In Second Settlement, Van Andel Research Institute Pays $1.1M Over False Claims Act Allegations
The Department of Justice (DOJ) on Sept. 1 announced that the Van Andel Research Institute (VARI) had agreed to pay $1.1 million to settle False Claims Act (FCA) allegations stemming from “failing to disclose foreign research support for two VARI researchers who served as principal investigators on NIH awards.” This is VARI’s second such FCA settlement in two years. In addition to the payment, “NIH imposed Specific Award Conditions on all of VARI’s NIH grants, including by requiring personal, executive-level certifications to the accuracy of NIH submissions, withdrawing certain of VARI’s expanded grant authorities, and removing all of VARI’s NIH grants from the Streamlined Non-Competing Award Process,” DOJ announced.
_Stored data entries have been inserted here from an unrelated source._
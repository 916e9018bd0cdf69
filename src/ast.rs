//! Grammar AST for Magelang.
//!
//! A [`Grammar`] is a flat, owned list of [`Rule`]s. Rules refer to each other
//! only by name through [`ExprKind::Ref`], so the expression trees stay strictly
//! owned and acyclic even though the rule graph they describe is not. Names are
//! resolved with [`Grammar::lookup`], which is built once when the grammar is
//! constructed.

mod display;

use std::collections::HashMap;
use std::fmt;
use std::ops::BitOr;

use serde::{Deserialize, Serialize};

use crate::errors::{MageError, MageResult};

// ============================================================================
// SOURCE LOCATIONS
// ============================================================================

/// A point in the source text. `line` and `column` are 1-based, `column`
/// counts characters.
#[derive(Debug, Clone, Copy, PartialEq, Eq, PartialOrd, Ord, Hash, Serialize, Deserialize)]
pub struct Position {
    pub offset: usize,
    pub line: usize,
    pub column: usize,
}

impl Default for Position {
    fn default() -> Self {
        Self {
            offset: 0,
            line: 1,
            column: 1,
        }
    }
}

impl fmt::Display for Position {
    fn fmt(&self, f: &mut fmt::Formatter<'_>) -> fmt::Result {
        write!(f, "{}:{}", self.line, self.column)
    }
}

/// Represents a span in the source code.
#[derive(Debug, Clone, Copy, PartialEq, Eq, Hash, Serialize, Deserialize, Default)]
pub struct Span {
    pub start: Position,
    pub end: Position,
}

impl Span {
    pub fn new(start: Position, end: Position) -> Self {
        Self { start, end }
    }

    /// The smallest span covering both `self` and `other`.
    pub fn to(self, other: Span) -> Span {
        Span {
            start: self.start.min(other.start),
            end: self.end.max(other.end),
        }
    }
}

// ============================================================================
// GRAMMAR AND RULES
// ============================================================================

/// An ordered collection of rules with a name index.
///
/// Duplicate names are allowed; [`Grammar::lookup`] resolves to the first rule
/// with a given name in source order.
#[derive(Debug, Clone, PartialEq, Serialize, Deserialize)]
#[serde(from = "Vec<Rule>", into = "Vec<Rule>")]
pub struct Grammar {
    rules: Vec<Rule>,
    index: HashMap<String, usize>,
}

impl Grammar {
    pub fn new(rules: Vec<Rule>) -> Self {
        let mut index = HashMap::with_capacity(rules.len());
        for (i, rule) in rules.iter().enumerate() {
            index.entry(rule.name.clone()).or_insert(i);
        }
        Self { rules, index }
    }

    pub fn rules(&self) -> &[Rule] {
        &self.rules
    }

    pub fn lookup(&self, name: &str) -> Option<&Rule> {
        self.index.get(name).map(|&i| &self.rules[i])
    }

    pub fn is_empty(&self) -> bool {
        self.rules.is_empty()
    }

    pub fn len(&self) -> usize {
        self.rules.len()
    }
}

impl From<Vec<Rule>> for Grammar {
    fn from(rules: Vec<Rule>) -> Self {
        Grammar::new(rules)
    }
}

impl From<Grammar> for Vec<Rule> {
    fn from(grammar: Grammar) -> Self {
        grammar.rules
    }
}

/// Modifier bits set by the `pub`, `extern` and `token` keywords.
#[derive(Debug, Clone, Copy, PartialEq, Eq, Hash, Default, Serialize, Deserialize)]
pub struct RuleFlags(u8);

impl RuleFlags {
    pub const PUBLIC: RuleFlags = RuleFlags(1 << 0);
    pub const EXTERN: RuleFlags = RuleFlags(1 << 1);
    pub const FORCE_TOKEN: RuleFlags = RuleFlags(1 << 2);

    pub const fn empty() -> Self {
        RuleFlags(0)
    }

    pub const fn contains(self, other: RuleFlags) -> bool {
        self.0 & other.0 == other.0
    }

    pub fn insert(&mut self, other: RuleFlags) {
        self.0 |= other.0;
    }

    pub const fn is_empty(self) -> bool {
        self.0 == 0
    }
}

impl BitOr for RuleFlags {
    type Output = RuleFlags;

    fn bitor(self, rhs: RuleFlags) -> RuleFlags {
        RuleFlags(self.0 | rhs.0)
    }
}

pub const DEFAULT_TYPE_NAME: &str = "string";

/// A named production. Extern rules have no body, every other rule has one.
#[derive(Debug, Clone, PartialEq, Serialize, Deserialize)]
pub struct Rule {
    pub name: String,
    pub expr: Option<Expr>,
    pub flags: RuleFlags,
    pub type_name: String,
    pub decorators: Vec<Decorator>,
    pub comment: Option<String>,
    pub span: Span,
}

impl Rule {
    /// A rule with a body, default type and no decorators.
    pub fn new(name: impl Into<String>, expr: Expr, flags: RuleFlags) -> Self {
        Self {
            name: name.into(),
            expr: Some(expr),
            flags,
            type_name: DEFAULT_TYPE_NAME.to_string(),
            decorators: Vec::new(),
            comment: None,
            span: Span::default(),
        }
    }

    /// A rule implemented outside the grammar.
    pub fn external(name: impl Into<String>, flags: RuleFlags) -> Self {
        Self {
            name: name.into(),
            expr: None,
            flags: flags | RuleFlags::EXTERN,
            type_name: DEFAULT_TYPE_NAME.to_string(),
            decorators: Vec::new(),
            comment: None,
            span: Span::default(),
        }
    }

    pub fn is_public(&self) -> bool {
        self.flags.contains(RuleFlags::PUBLIC)
    }

    pub fn is_extern(&self) -> bool {
        self.flags.contains(RuleFlags::EXTERN)
    }

    pub fn is_force_token(&self) -> bool {
        self.flags.contains(RuleFlags::FORCE_TOKEN)
    }

    /// The rule body, checked against the extern invariant.
    pub fn body(&self) -> MageResult<Option<&Expr>> {
        match (self.is_extern(), &self.expr) {
            (true, None) => Ok(None),
            (false, Some(expr)) => Ok(Some(expr)),
            (true, Some(_)) => Err(MageError::internal(format!(
                "extern rule `{}` has a body",
                self.name
            ))),
            (false, None) => Err(MageError::internal(format!(
                "rule `{}` has no body",
                self.name
            ))),
        }
    }
}

/// `@name` metadata attached to a rule. Carried through, never interpreted.
#[derive(Debug, Clone, PartialEq, Serialize, Deserialize)]
pub struct Decorator {
    pub name: String,
    pub span: Span,
}

// ============================================================================
// EXPRESSIONS
// ============================================================================

/// A grammar expression node. `label` names the node's result for code
/// generation and has no effect on what the expression matches.
#[derive(Debug, Clone, PartialEq, Serialize, Deserialize)]
pub struct Expr {
    pub kind: ExprKind,
    pub label: Option<String>,
    pub span: Span,
}

#[derive(Debug, Clone, PartialEq, Serialize, Deserialize)]
pub enum ExprKind {
    /// Reference to another rule by name.
    Ref(String),
    Lit(String),
    CharSet(CharSet),
    Seq(Vec<Expr>),
    /// Ordered alternatives, first match wins.
    Choice(Vec<Expr>),
    List {
        element: Box<Expr>,
        separator: Option<Box<Expr>>,
        min_count: u64,
    },
    /// `max` of `None` means unbounded.
    Repeat {
        expr: Box<Expr>,
        min: u64,
        max: Option<u64>,
    },
    Lookahead {
        expr: Box<Expr>,
        negated: bool,
    },
    Hide(Box<Expr>),
}

#[derive(Debug, Clone, PartialEq, Eq, Serialize, Deserialize)]
pub struct CharSet {
    pub elements: Vec<CharSetElement>,
    pub case_insensitive: bool,
    pub invert: bool,
}

#[derive(Debug, Clone, Copy, PartialEq, Eq, Serialize, Deserialize)]
pub enum CharSetElement {
    Char(char),
    /// Inclusive on both ends.
    Range(char, char),
}

impl Expr {
    pub fn new(kind: ExprKind, span: Span) -> Self {
        Self {
            kind,
            label: None,
            span,
        }
    }

    pub fn with_label(mut self, label: impl Into<String>) -> Self {
        self.label = Some(label.into());
        self
    }

    pub fn reference(name: impl Into<String>) -> Self {
        Expr::new(ExprKind::Ref(name.into()), Span::default())
    }

    pub fn literal(text: impl Into<String>) -> Self {
        Expr::new(ExprKind::Lit(text.into()), Span::default())
    }

    /// The variant name, for diagnostics.
    pub fn kind_name(&self) -> &'static str {
        match &self.kind {
            ExprKind::Ref(_) => "Ref",
            ExprKind::Lit(_) => "Lit",
            ExprKind::CharSet(_) => "CharSet",
            ExprKind::Seq(_) => "Seq",
            ExprKind::Choice(_) => "Choice",
            ExprKind::List { .. } => "List",
            ExprKind::Repeat { .. } => "Repeat",
            ExprKind::Lookahead { .. } => "Lookahead",
            ExprKind::Hide(_) => "Hide",
        }
    }

    /// Direct children in source order.
    pub fn children(&self) -> Vec<&Expr> {
        match &self.kind {
            ExprKind::Ref(_) | ExprKind::Lit(_) | ExprKind::CharSet(_) => Vec::new(),
            ExprKind::Seq(items) | ExprKind::Choice(items) => items.iter().collect(),
            ExprKind::List {
                element, separator, ..
            } => std::iter::once(element.as_ref())
                .chain(separator.as_deref())
                .collect(),
            ExprKind::Repeat { expr, .. }
            | ExprKind::Lookahead { expr, .. }
            | ExprKind::Hide(expr) => vec![expr.as_ref()],
        }
    }
}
As DOJ noted, in “December 2019, VARI paid $5.5 million to resolve allegations that it violated the False Claims Act by submitting grant applications and progress reports to NIH in which VARI failed to disclose Other Support, including Chinese government grants that funded two VARI researchers.” About a month later, a former VARI researcher who was a current professor at the Harbin Institute of Technology in China was stopped at the airport in Detroit and found to have “undeclared biological research samples in his luggage…intended for the laboratory of a professor at VARI.” The government also alleged other actions involving this researcher and others and said VARI failed to disclose that certain research had a foreign component, that research materials from China were being brought in, and that a VARI professor accepted an invitation to join a foreign recruitment program. “Approximately one-third of the settlement funds will be returned to NIH, with the remainder going to the United States Treasury,” DOJ said. New administrative oversight of VARI’s NIH awards is effective until Sept. 20, 2022, “or until NIH assesses and accepts VARI’s completed Corrective Action Plan and summary report.”